Since the book value of the shares so received by the assessee was more than the face value thereof, the Assessing Officer held that the shares were received by the assessee for an inadequate consideration. He treated the difference between the fair market value of the shares and their face value as being chargeable to tax u/s. 56(2)(vii)(c) read with applicable rules.
Aggrieved, the assessee preferred an appeal to CIT(A) who upheld the action of the AO.
Aggrieved, the revenue preferred an appeal to the Tribunal.
Held:
The provision, firstly, would not apply to bonus share Issue of bonus shares is by definition, a capitalisation of its profits by the issuing-company. There is neither any increase nor decrease in the wealth of the shareholder (or of the issuing company) on account of a bonus issue, and his percentage holding therein remains constant. What in effect transpires is that a share gets split (in the same proportion for all the shareholders), as for example by a factor of two in case of a 1:1 bonus issue.

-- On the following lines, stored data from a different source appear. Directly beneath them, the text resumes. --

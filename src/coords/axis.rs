//! Axis roles of a 3D field and coordinate layouts relative to them.

use crate::cube::{Cube, TIME_COORD};
use crate::error::{Error, Result};

/// Role of an axis of a (time, hdim_1, hdim_2) field.
#[derive(Debug, Clone, Copy, PartialEq, Eq)]
pub enum AxisRole {
    Time,
    Hdim1,
    Hdim2,
}

/// Which data axis plays which role.
#[derive(Debug, Clone, Copy, PartialEq, Eq)]
pub struct AxisRoles {
    pub time: usize,
    pub hdim_1: usize,
    pub hdim_2: usize,
}

impl AxisRoles {
    /// Horizontal axes follow from the position of the time axis: they are
    /// the two remaining axes, in order.
    pub fn from_time_axis(time: usize) -> Result<Self> {
        let (hdim_1, hdim_2) = match time {
            0 => (1, 2),
            1 => (0, 2),
            2 => (0, 1),
            _ => {
                return Err(Error::invalid_axes(format!(
                    "time axis {} outside a three dimensional field",
                    time
                )));
            }
        };
        Ok(Self {
            time,
            hdim_1,
            hdim_2,
        })
    }

    /// Axis roles of a 3D field with a one-dimensional time coordinate.
    pub fn of<T>(field: &Cube<T>) -> Result<Self> {
        if field.ndim() != 3 {
            return Err(Error::invalid_axes(format!(
                "expected a field with time and two horizontal axes, found {} axes",
                field.ndim()
            )));
        }
        Self::from_time_axis(field.axis_of(TIME_COORD)?)
    }

    pub fn role(&self, axis: usize) -> Option<AxisRole> {
        match axis {
            a if a == self.time => Some(AxisRole::Time),
            a if a == self.hdim_1 => Some(AxisRole::Hdim1),
            a if a == self.hdim_2 => Some(AxisRole::Hdim2),
            _ => None,
        }
    }
}

/// Axis order of a two-dimensional horizontal coordinate.
#[derive(Debug, Clone, Copy, PartialEq, Eq)]
pub enum PlaneOrder {
    /// Stored as `(hdim_1, hdim_2)`
    Hdim1First,
    /// Stored as `(hdim_2, hdim_1)`
    Hdim2First,
}

impl PlaneOrder {
    fn from_roles(first: AxisRole, second: AxisRole) -> Option<Self> {
        match (first, second) {
            (AxisRole::Hdim1, AxisRole::Hdim2) => Some(Self::Hdim1First),
            (AxisRole::Hdim2, AxisRole::Hdim1) => Some(Self::Hdim2First),
            _ => None,
        }
    }
}

/// Layout of a coordinate relative to the field's axis roles.
///
/// Covers every layout that can be interpolated at a horizontal position:
/// one horizontal axis, both horizontal axes in either order, or time plus
/// both horizontal axes in any of the six orders.
#[derive(Debug, Clone, Copy, PartialEq, Eq)]
pub enum AxisOrder {
    AlongHdim1,
    AlongHdim2,
    Plane(PlaneOrder),
    /// Time-varying plane; `time_pos` is the coordinate's own axis holding time
    Volume { time_pos: usize, plane: PlaneOrder },
}

impl AxisOrder {
    /// Classify a coordinate from the data axes it spans.
    ///
    /// Returns `None` for layouts without a horizontal interpretation, such
    /// as scalar coordinates or coordinates along time only.
    pub fn classify(dims: &[usize], roles: &AxisRoles) -> Option<Self> {
        let coord_roles = dims
            .iter()
            .map(|&d| roles.role(d))
            .collect::<Option<Vec<_>>>()?;

        match coord_roles.as_slice() {
            [AxisRole::Hdim1] => Some(Self::AlongHdim1),
            [AxisRole::Hdim2] => Some(Self::AlongHdim2),
            &[first, second] => PlaneOrder::from_roles(first, second).map(Self::Plane),
            [_, _, _] => {
                let time_pos = coord_roles.iter().position(|&r| r == AxisRole::Time)?;
                let mut horizontal = coord_roles.iter().filter(|&&r| r != AxisRole::Time);
                let first = *horizontal.next()?;
                let second = *horizontal.next()?;
                let plane = PlaneOrder::from_roles(first, second)?;
                Some(Self::Volume { time_pos, plane })
            }
            _ => None,
        }
    }
}

#[cfg(test)]
mod tests {
    use super::*;

    #[test]
    fn test_roles_from_time_axis() {
        let roles = AxisRoles::from_time_axis(1).unwrap();
        assert_eq!((roles.hdim_1, roles.hdim_2), (0, 2));
        assert_eq!(roles.role(1), Some(AxisRole::Time));
        assert_eq!(roles.role(3), None);
        assert!(AxisRoles::from_time_axis(3).is_err());
    }

    #[test]
    fn test_classify_lines_and_planes() {
        let roles = AxisRoles::from_time_axis(0).unwrap();
        assert_eq!(AxisOrder::classify(&[1], &roles), Some(AxisOrder::AlongHdim1));
        assert_eq!(AxisOrder::classify(&[2], &roles), Some(AxisOrder::AlongHdim2));
        assert_eq!(
            AxisOrder::classify(&[2, 1], &roles),
            Some(AxisOrder::Plane(PlaneOrder::Hdim2First))
        );
        assert_eq!(AxisOrder::classify(&[0], &roles), None);
        assert_eq!(AxisOrder::classify(&[0, 1], &roles), None);
        assert_eq!(AxisOrder::classify(&[], &roles), None);
    }

    #[test]
    fn test_classify_all_volume_orders() {
        let roles = AxisRoles::from_time_axis(2).unwrap();
        let (t, h1, h2) = (roles.time, roles.hdim_1, roles.hdim_2);
        let cases = [
            ([t, h1, h2], 0, PlaneOrder::Hdim1First),
            ([t, h2, h1], 0, PlaneOrder::Hdim2First),
            ([h1, t, h2], 1, PlaneOrder::Hdim1First),
            ([h1, h2, t], 2, PlaneOrder::Hdim1First),
            ([h2, t, h1], 1, PlaneOrder::Hdim2First),
            ([h2, h1, t], 2, PlaneOrder::Hdim2First),
        ];
        for (dims, time_pos, plane) in cases {
            assert_eq!(
                AxisOrder::classify(&dims, &roles),
                Some(AxisOrder::Volume { time_pos, plane }),
                "dims {:?}",
                dims
            );
        }
        assert_eq!(AxisOrder::classify(&[t, h1, h1], &roles), None);
    }
}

There is no receipt of any property by the shareholder, and what stands received by him is the split shares out of his own holding. It would be akin to somebody exchanging a one thousand rupee note for two five hundred or ten hundred rupee notes. There is, accordingly, no question of any gift of or accretion to property; the shareholder getting only the value of his existing shares, which stands reduced to the same extent. The same has the effect of reducing the value per share, increasing its mobility and, thus, liquidity, in the sense that the shares become more accessible for transactions and, thus, trading, i.e., considered from the holders’ point of view.
The premise on which we found the issue of bonus shares as not applicable would, to the extent pari materia, apply in equal measure to the issue of additional shares, i.e., where and to the extent it is proportional to the existing shareholding.
Therefore, as long as there is no disproportionate allotment, i.e., shares are allotted pro-rata to the shareholders, based on their existing holdings, there is no scope for any property being received by them on the said allotment of shares; there being only an apportionment of the value of their existing holding over a large number of shares. There is, accordingly, no question of section 56(2)(vii)(c), though per se applicable to the transaction, i.e., of this genre, getting attracted in such a case.
A higher than proportionate or a non-uniform allotment though would, and on the same premise, attract the rigour of the provision. This is only understandable in as much as the same would only be to the extent of the disproportionate allotment and, further, by suitably factoring in the decline in the value of the existing holding. We emphasise equally on a uniform allotment as well. This is as a disproportionate allotment could also result on a proportionate offer, where on a selective basis, i.e., with some shareholders abstaining from exercising their rights (wholly or in part) and, accordingly, transfer of value/property. Take, for example, a case of a shareholding distributed equally over two shareholder groups, i.e., at 50% for each. A 1 : 1 rights issue, abstained by one group would result in the other having a 2/3rd holding. A higher proportion of `rights’ shares (as 2:1, 3:1, etc.) would, it is easy to see, yield a more skewed holding in favour of the resulting dominant group. We observe no absurdity or unintended consequences as flowing from the per se application of the provision of section 56(2)(vii) (c) to right shares, which by factoring in the value of the existing holding operates equitably. It would be noted that the section, as construed, would apply uniformly for all capital assets, i.e., drawing no exception for any particular class or category of the specified assets, as the `right’ shares.
The Tribunal held that no addition u/s. 56(2)(vii)(c) would arise in the facts of the present case.
The appeal filed by assessee was allowed.